Un mensaje tranquilizador para una franquicia modesta, alejada de los grandes mercados (Lakers, Bulls, Knicks, Heat, etc.). 20 años después de que Glenn Robinson ocupara el primer puesto del draft del ‘94, los aficionados de los Bucks asisten entusiasmados al aterrizaje de un jugador con el perfil de superestrella en sus filas. Obnubilados por la excitación del momento, muchos no han dudado en situarle a la altura de lo más granado que se enfundó el verde de los ‘ciervos’ durante su historia: desde Oscar Robertson a Kareem Abdul-Jabbar pasando por el propio ‘Big Dog’ o Michael Redd. Palabras mayores. “Me emocioné mucho detrás de las cámaras (tras ser elegido). He trabajado muy duro para estar en esta situación. Nadie me ha regalado nada. No he tenido mucho bombo. Todo me lo he ganado. Quiero mantener esa mentalidad porque vengo a un equipo que no es favorito”. Con los pies en el suelo, Parker es consciente de dónde ha recalado y la oportunidad que tiene ante sí.

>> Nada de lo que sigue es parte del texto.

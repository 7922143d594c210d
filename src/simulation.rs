// Copyright 2026 Hypermesh Foundation. All rights reserved.
// Cyberwheel Simulation Core - Environment

//! Turn-based environment driven by an external trainer. Each `step` runs
//! one defender action, then one attacker action, then pushes the attacker's
//! alert through the detector graph and books the reward.

use rust_decimal::Decimal;
use serde::{Deserialize, Serialize};
use tracing::{debug, error, info, warn};

use crate::adapter::reward_to_f64;
use crate::blue::{BlueAgentConfig, BlueAgentResult, DynamicBlueAgent, Recurring};
use crate::detectors::{DetectorGraphConfig, DetectorHandler};
use crate::error::{ConfigError, SimError};
use crate::network::Network;
use crate::observation::HistoryObservation;
use crate::red::{AgentHistory, ArtAgent, KillChainPhase, StrategyKind, TechniqueCatalog, PING_SWEEP_TECHNIQUE, PORT_SCAN_TECHNIQUE};
use crate::reward::{RecurringReward, RewardCalculator, RewardConfig, RewardFunction, StepDetectedReward, TurnOutcome};
use crate::types::{seeded_rng, SimRng, DEFAULT_SEED};

// ─── Configuration ───────────────────────────────────────────────────────────

fn default_max_steps() -> u64 {
    100
}

fn default_detector() -> String {
    "perfect".to_string()
}

#[derive(Debug, Clone, Serialize, Deserialize)]
pub struct EnvConfig {
    #[serde(default = "default_max_steps")]
    pub max_steps: u64,
    #[serde(default)]
    pub reward_function: RewardFunction,
    #[serde(default)]
    pub strategy: StrategyKind,
    /// Attach a [`StepInfo`] to every step.
    #[serde(default)]
    pub evaluation: bool,
    #[serde(default)]
    pub seed: Option<u64>,
    /// Kill chain proper. Empty or absent means the default three phases.
    #[serde(default)]
    pub kill_chain: Option<Vec<KillChainPhase>>,
    /// Name of a built-in detector graph.
    #[serde(default = "default_detector")]
    pub detector: String,
    #[serde(default)]
    pub rewards: RewardConfig,
}

impl Default for EnvConfig {
    fn default() -> Self {
        Self {
            max_steps: default_max_steps(),
            reward_function: RewardFunction::default(),
            strategy: StrategyKind::default(),
            evaluation: false,
            seed: None,
            kill_chain: None,
            detector: default_detector(),
            rewards: RewardConfig::default(),
        }
    }
}

impl EnvConfig {
    /// # Errors
    /// [`ConfigError::Yaml`] on malformed input.
    pub fn from_yaml_str(yaml: &str) -> Result<Self, ConfigError> {
        Ok(serde_yaml::from_str(yaml)?)
    }
}

/// Optional overrides for the built-in catalogs.
#[derive(Debug, Clone, Default)]
pub struct Components {
    pub blue: Option<BlueAgentConfig>,
    pub detector: Option<DetectorGraphConfig>,
    pub techniques: Option<TechniqueCatalog>,
}

// ─── Step output ─────────────────────────────────────────────────────────────

/// Evaluation record of one step.
#[derive(Debug, Clone, PartialEq, Serialize, Deserialize)]
pub struct StepInfo {
    pub step: u64,
    pub red_action: Option<String>,
    pub red_action_src: String,
    pub red_action_dst: Option<String>,
    pub red_action_success: bool,
    pub blue_action: String,
    pub blue_target: Option<String>,
    pub blue_action_success: bool,
    pub kill_chain: Vec<KillChainPhase>,
}

impl StepInfo {
    pub fn to_json(&self) -> serde_json::Value {
        serde_json::to_value(self).unwrap_or(serde_json::Value::Null)
    }
}

#[derive(Debug, Clone, PartialEq)]
pub struct StepResult {
    pub observation: Vec<f32>,
    pub reward: f64,
    pub done: bool,
    pub truncated: bool,
    pub info: Option<StepInfo>,
}

// ─── Simulation ──────────────────────────────────────────────────────────────

#[derive(Debug)]
pub struct Simulation {
    config: EnvConfig,
    network: Network,
    red: ArtAgent,
    blue: DynamicBlueAgent,
    detector: DetectorHandler,
    observation: HistoryObservation,
    reward: Box<dyn RewardCalculator>,
    rng: SimRng,
    current_step: u64,
    total_reward: Decimal,
}

impl Simulation {
    /// Environment over `network` with the built-in catalogs.
    ///
    /// # Errors
    /// See [`Simulation::with_components`].
    pub fn new(network: Network, config: EnvConfig) -> Result<Self, SimError> {
        Self::with_components(network, config, Components::default())
    }

    /// # Errors
    /// Configuration errors from any catalog, a malformed detector graph, or
    /// [`ConfigError::NoEntryHost`] if the network has no workstation.
    pub fn with_components(network: Network, config: EnvConfig, components: Components) -> Result<Self, SimError> {
        let mut rng = seeded_rng(config.seed.unwrap_or(DEFAULT_SEED));

        let catalog = match components.techniques {
            Some(c) => c,
            None => TechniqueCatalog::builtin()?,
        };
        catalog.require(PING_SWEEP_TECHNIQUE)?;
        catalog.require(PORT_SCAN_TECHNIQUE)?;

        let entry = network
            .random_user_host(&mut rng)
            .map(|h| h.name.clone())
            .ok_or(ConfigError::NoEntryHost)?;
        let red = ArtAgent::new(&entry, &network, config.kill_chain.clone(), config.strategy.build(), catalog)?;

        let blue_config = match components.blue {
            Some(c) => c,
            None => BlueAgentConfig::builtin()?,
        };
        let blue = DynamicBlueAgent::from_config(&blue_config, &network)?;

        let detector_config = match components.detector {
            Some(c) => c,
            None => DetectorGraphConfig::builtin(&config.detector)?,
        };
        let detector = DetectorHandler::from_config(&detector_config)?;

        let reward: Box<dyn RewardCalculator> = match config.reward_function {
            RewardFunction::Recurring => Box::new(RecurringReward::new(
                red.reward_map(),
                blue.reward_map().clone(),
                &config.rewards,
            )),
            RewardFunction::StepDetected => Box::new(StepDetectedReward::new(
                blue.reward_map().clone(),
                config.max_steps,
                &config.rewards,
            )),
        };

        let observation = HistoryObservation::new(&network);
        info!(
            hosts = network.hosts().count(),
            actions = blue.action_space_size(),
            entry = %entry,
            strategy = red.strategy_name(),
            "simulation built"
        );

        Ok(Self {
            config,
            network,
            red,
            blue,
            detector,
            observation,
            reward,
            rng,
            current_step: 0,
            total_reward: Decimal::ZERO,
        })
    }

    /// Start a new episode. Reseeds first when `seed` is given.
    ///
    /// # Errors
    /// [`ConfigError::NoEntryHost`] if no workstation is left to enter from.
    pub fn reset(&mut self, seed: Option<u64>) -> Result<Vec<f32>, SimError> {
        if let Some(seed) = seed {
            self.rng = seeded_rng(seed);
        }
        self.current_step = 0;
        self.total_reward = Decimal::ZERO;

        self.network.reset();
        let entry = self
            .network
            .random_user_host(&mut self.rng)
            .map(|h| h.name.clone())
            .ok_or(ConfigError::NoEntryHost)?;
        self.red.reset(&entry, &self.network)?;
        self.blue.reset();
        let obs = self.observation.reset_obs_vector();
        self.detector.reset();
        self.reward.reset();

        info!(entry = %entry, seed = ?seed, "episode reset");
        Ok(obs)
    }

    /// One defender action, then one attacker action.
    ///
    /// # Errors
    /// Structural faults from either side: a missing node, a defender action
    /// wired to the wrong target kind or shared data. A rejected defender
    /// action (bad index, policy failure) is an unsuccessful turn, not an
    /// error.
    pub fn step(&mut self, action: i64) -> Result<StepResult, SimError> {
        let blue = self.run_blue(action)?;
        self.red.act(&mut self.network, &mut self.rng)?;

        let Some(red) = self.red.history().recent() else {
            return Err(SimError::Config(ConfigError::InvalidValue {
                key: "history".to_string(),
                reason: "attacker turn left no record".to_string(),
            }));
        };
        let red_hit_decoy = red.target_is_decoy();
        let perfect_alerts = if red.alert.is_empty() {
            Vec::new()
        } else {
            vec![red.alert.clone()]
        };

        let outcome = TurnOutcome {
            red_action: red.action_name(),
            red_target: red.target_host.as_deref(),
            red_success: red.attack_success,
            red_hit_decoy,
            blue_action: &blue.name,
            blue_id: &blue.id,
            blue_success: blue.success,
            blue_recurring: blue.recurring,
            current_step: self.current_step,
        };
        let reward = self.reward.calculate_reward(&outcome);
        self.total_reward += reward;

        let alerts = self.detector.obs(&perfect_alerts, &mut self.rng);
        let observation = self.observation.create_obs_vector(&alerts);

        let info = self.config.evaluation.then(|| StepInfo {
            step: self.current_step,
            red_action: red.action_name().map(str::to_string),
            red_action_src: red.src_host.clone(),
            red_action_dst: red.target_host.clone(),
            red_action_success: red.attack_success,
            blue_action: blue.name.clone(),
            blue_target: blue.target.clone(),
            blue_action_success: blue.success,
            kill_chain: self.red.kill_chain().to_vec(),
        });

        debug!(
            step = self.current_step,
            blue = %blue.name,
            red = ?red.action_name(),
            alerts = alerts.len(),
            %reward,
            "step complete"
        );

        self.detector.reset();
        self.current_step += 1;
        let done = self.current_step >= self.config.max_steps;
        if done {
            info!(steps = self.current_step, total = %self.total_reward, "episode finished");
        }

        Ok(StepResult {
            observation,
            reward: reward_to_f64(reward),
            done,
            truncated: false,
            info,
        })
    }

    /// Validation failures become an unsuccessful defender turn. Structural
    /// faults are returned.
    fn run_blue(&mut self, action: i64) -> Result<BlueAgentResult, SimError> {
        match self.blue.act(action, &mut self.network, &mut self.rng) {
            Ok(result) => Ok(result),
            Err(e) if e.is_structural() => {
                error!(action, error = %e, "defender action hit a structural fault");
                Err(e)
            }
            Err(e) => {
                warn!(action, error = %e, "defender action rejected");
                Ok(BlueAgentResult {
                    name: self.blue.action_name(action).unwrap_or_else(|| "invalid".to_string()),
                    id: String::new(),
                    success: false,
                    recurring: Recurring::Keep,
                    target: None,
                })
            }
        }
    }

    // ─── Accessors ───────────────────────────────────────────────────────────

    pub fn network(&self) -> &Network {
        &self.network
    }

    pub fn red_history(&self) -> &AgentHistory {
        self.red.history()
    }

    pub fn red_agent(&self) -> &ArtAgent {
        &self.red
    }

    pub fn blue_agent(&self) -> &DynamicBlueAgent {
        &self.blue
    }

    pub fn config(&self) -> &EnvConfig {
        &self.config
    }

    pub fn current_step(&self) -> u64 {
        self.current_step
    }

    pub fn total_reward(&self) -> f64 {
        reward_to_f64(self.total_reward)
    }

    pub fn action_space_size(&self) -> usize {
        self.blue.action_space_size()
    }

    pub fn observation_size(&self) -> usize {
        self.observation.len()
    }
}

En enero, la revista Forbes valoró al equipo en 405 millones de dólares, la estimación más baja de toda la Liga. Cuatro meses después, tras el acuerdo entre Herb Kohl con los dos socios millonarios amantes de los ‘hedge funds’ (fondos de alto riesgo llenos de especulación) Wesley Edens y Marc Lasry, los 30 propietarios en pleno dieron el visto bueno a la venta de la franquicia por 550 millones. Una adquisición que quedaba supeditada a la construcción de un nuevo pabellón antes de noviembre de 2017 que sustituya al anticuado Bradley Center, inaugurado en 1968. De no ser así, la NBA se adueñaría del equipo de forma automática por 575 millones. Con Parker, las vías de ingreso se expanden y el objetivo queda más cerca.